Solution: Let the length of the sides be 4x and 5x cm.

Therefore the length of the sides are 20 cm and 25 cm.

**(7) The area of a trapezium is 180 cm ^{2} and its height is 9 cm. If one of the parallel sides is longer that the other by 6 cm, find the two parallel sides.**

Solution: Let the lengths of the parallel sides be x cm and (x + 6) cm.

Therefore lengths of the parallel sides are 17 cm and (17 + 6) = 23 cm.
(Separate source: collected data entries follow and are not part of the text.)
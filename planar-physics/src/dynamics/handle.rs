// Copyright 2025 John Brosnihan
//
// Licensed under the Apache License, Version 2.0 (the "License");
// you may not use this file except in compliance with the License.
// You may obtain a copy of the License at
//
//     http://www.apache.org/licenses/LICENSE-2.0
//
// Unless required by applicable law or agreed to in writing, software
// distributed under the License is distributed on an "AS IS" BASIS,
// WITHOUT WARRANTIES OR CONDITIONS OF ANY KIND, either express or implied.
// See the License for the specific language governing permissions and
// limitations under the License.
//! Handle management
//!
//! Bodies and joints are referenced through lightweight generational handles
//! rather than pointers. A handle stays valid until the object it names is
//! destroyed; after that, the slot's generation moves on and the stale handle
//! is rejected by every lookup, even if the slot is reused.

use std::fmt;

/// Generational index shared by all handle types
#[derive(Debug, Clone, Copy, PartialEq, Eq, Hash, PartialOrd, Ord)]
pub(crate) struct RawHandle {
    index: u32,
    generation: u32,
}

impl RawHandle {
    pub(crate) fn new(index: u32, generation: u32) -> Self {
        RawHandle { index, generation }
    }

    pub(crate) fn index(&self) -> usize {
        self.index as usize
    }

    pub(crate) fn generation(&self) -> u32 {
        self.generation
    }
}

macro_rules! define_handle {
    ($(#[$meta:meta])* $name:ident, $label:literal) => {
        $(#[$meta])*
        #[derive(Debug, Clone, Copy, PartialEq, Eq, Hash, PartialOrd, Ord)]
        pub struct $name(RawHandle);

        impl $name {
            /// Create a handle from a raw slot index and generation
            ///
            /// Mostly useful in tests; handles obtained this way are only
            /// valid if the world actually holds an object at that slot.
            pub fn new(index: u32, generation: u32) -> Self {
                $name(RawHandle::new(index, generation))
            }

            /// Slot index of this handle
            pub fn index(&self) -> usize {
                self.0.index()
            }

            /// Generation of this handle
            pub fn generation(&self) -> u32 {
                self.0.generation()
            }

            pub(crate) fn raw(&self) -> RawHandle {
                self.0
            }

            pub(crate) fn from_raw(raw: RawHandle) -> Self {
                $name(raw)
            }
        }

        impl fmt::Display for $name {
            fn fmt(&self, f: &mut fmt::Formatter<'_>) -> fmt::Result {
                write!(f, "{}({}, gen: {})", $label, self.0.index, self.0.generation)
            }
        }
    };
}

define_handle!(
    /// Handle to a body owned by a [`World`](crate::World)
    BodyHandle,
    "Body"
);

define_handle!(
    /// Handle to a joint owned by a [`World`](crate::World)
    JointHandle,
    "Joint"
);

#[derive(Clone)]
struct Slot<T> {
    generation: u32,
    value: Option<T>,
}

/// Generational storage that iterates in insertion order
///
/// Freed slots are reused, but iteration follows the order in which the live
/// values were inserted. The solver relies on that: Gauss-Seidel relaxation is
/// order-sensitive, so constraint order must not depend on slot reuse.
#[derive(Clone)]
pub(crate) struct Arena<T> {
    slots: Vec<Slot<T>>,
    free: Vec<u32>,
    order: Vec<u32>,
}

impl<T> Arena<T> {
    pub(crate) fn new() -> Self {
        Arena {
            slots: Vec::new(),
            free: Vec::new(),
            order: Vec::new(),
        }
    }

    pub(crate) fn insert(&mut self, value: T) -> RawHandle {
        let index = match self.free.pop() {
            Some(index) => {
                self.slots[index as usize].value = Some(value);
                index
            }
            None => {
                let index = self.slots.len() as u32;
                self.slots.push(Slot {
                    generation: 0,
                    value: Some(value),
                });
                index
            }
        };
        self.order.push(index);
        RawHandle::new(index, self.slots[index as usize].generation)
    }

    /// Remove a value; increments the slot generation to invalidate old handles
    pub(crate) fn remove(&mut self, handle: RawHandle) -> Option<T> {
        let slot = self.slots.get_mut(handle.index())?;
        if slot.generation != handle.generation() {
            return None;
        }
        let value = slot.value.take()?;
        slot.generation = slot.generation.wrapping_add(1);
        self.free.push(handle.index);
        self.order.retain(|&i| i != handle.index);
        Some(value)
    }

    pub(crate) fn get(&self, handle: RawHandle) -> Option<&T> {
        self.slots
            .get(handle.index())
            .filter(|slot| slot.generation == handle.generation())
            .and_then(|slot| slot.value.as_ref())
    }

    pub(crate) fn get_mut(&mut self, handle: RawHandle) -> Option<&mut T> {
        self.slots
            .get_mut(handle.index())
            .filter(|slot| slot.generation == handle.generation())
            .and_then(|slot| slot.value.as_mut())
    }

    pub(crate) fn contains(&self, handle: RawHandle) -> bool {
        self.get(handle).is_some()
    }

    pub(crate) fn len(&self) -> usize {
        self.order.len()
    }

    /// Number of slots ever allocated, live or free
    pub(crate) fn capacity(&self) -> usize {
        self.slots.len()
    }

    /// Iterate live values in insertion order
    pub(crate) fn iter(&self) -> impl Iterator<Item = (RawHandle, &T)> + '_ {
        self.order.iter().filter_map(move |&index| {
            let slot = &self.slots[index as usize];
            slot.value
                .as_ref()
                .map(|value| (RawHandle::new(index, slot.generation), value))
        })
    }

    /// Iterate live values mutably in insertion order
    pub(crate) fn iter_mut(&mut self) -> impl Iterator<Item = (RawHandle, &mut T)> + '_ {
        let order = &self.order;
        let mut by_slot: Vec<Option<(RawHandle, &mut T)>> = self
            .slots
            .iter_mut()
            .enumerate()
            .map(|(index, slot)| {
                let generation = slot.generation;
                slot.value
                    .as_mut()
                    .map(|value| (RawHandle::new(index as u32, generation), value))
            })
            .collect();
        order
            .iter()
            .filter_map(move |&index| by_slot[index as usize].take())
    }
}

impl<T> Default for Arena<T> {
    fn default() -> Self {
        Self::new()
    }
}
**(8) In a trapezium – shaped field, one of the parallel sides is twice the other. If the area of the field is 9450 m ^{2} and the perpendicular distance between the two parallel sides is 84 m, find the length of the longer of the parallel sides.**

Solution: Let the lengths of the parallel sides be x m and 2x m.

Therefore lengths of the parallel sides are 75 m and (75 × 2) = 150 m.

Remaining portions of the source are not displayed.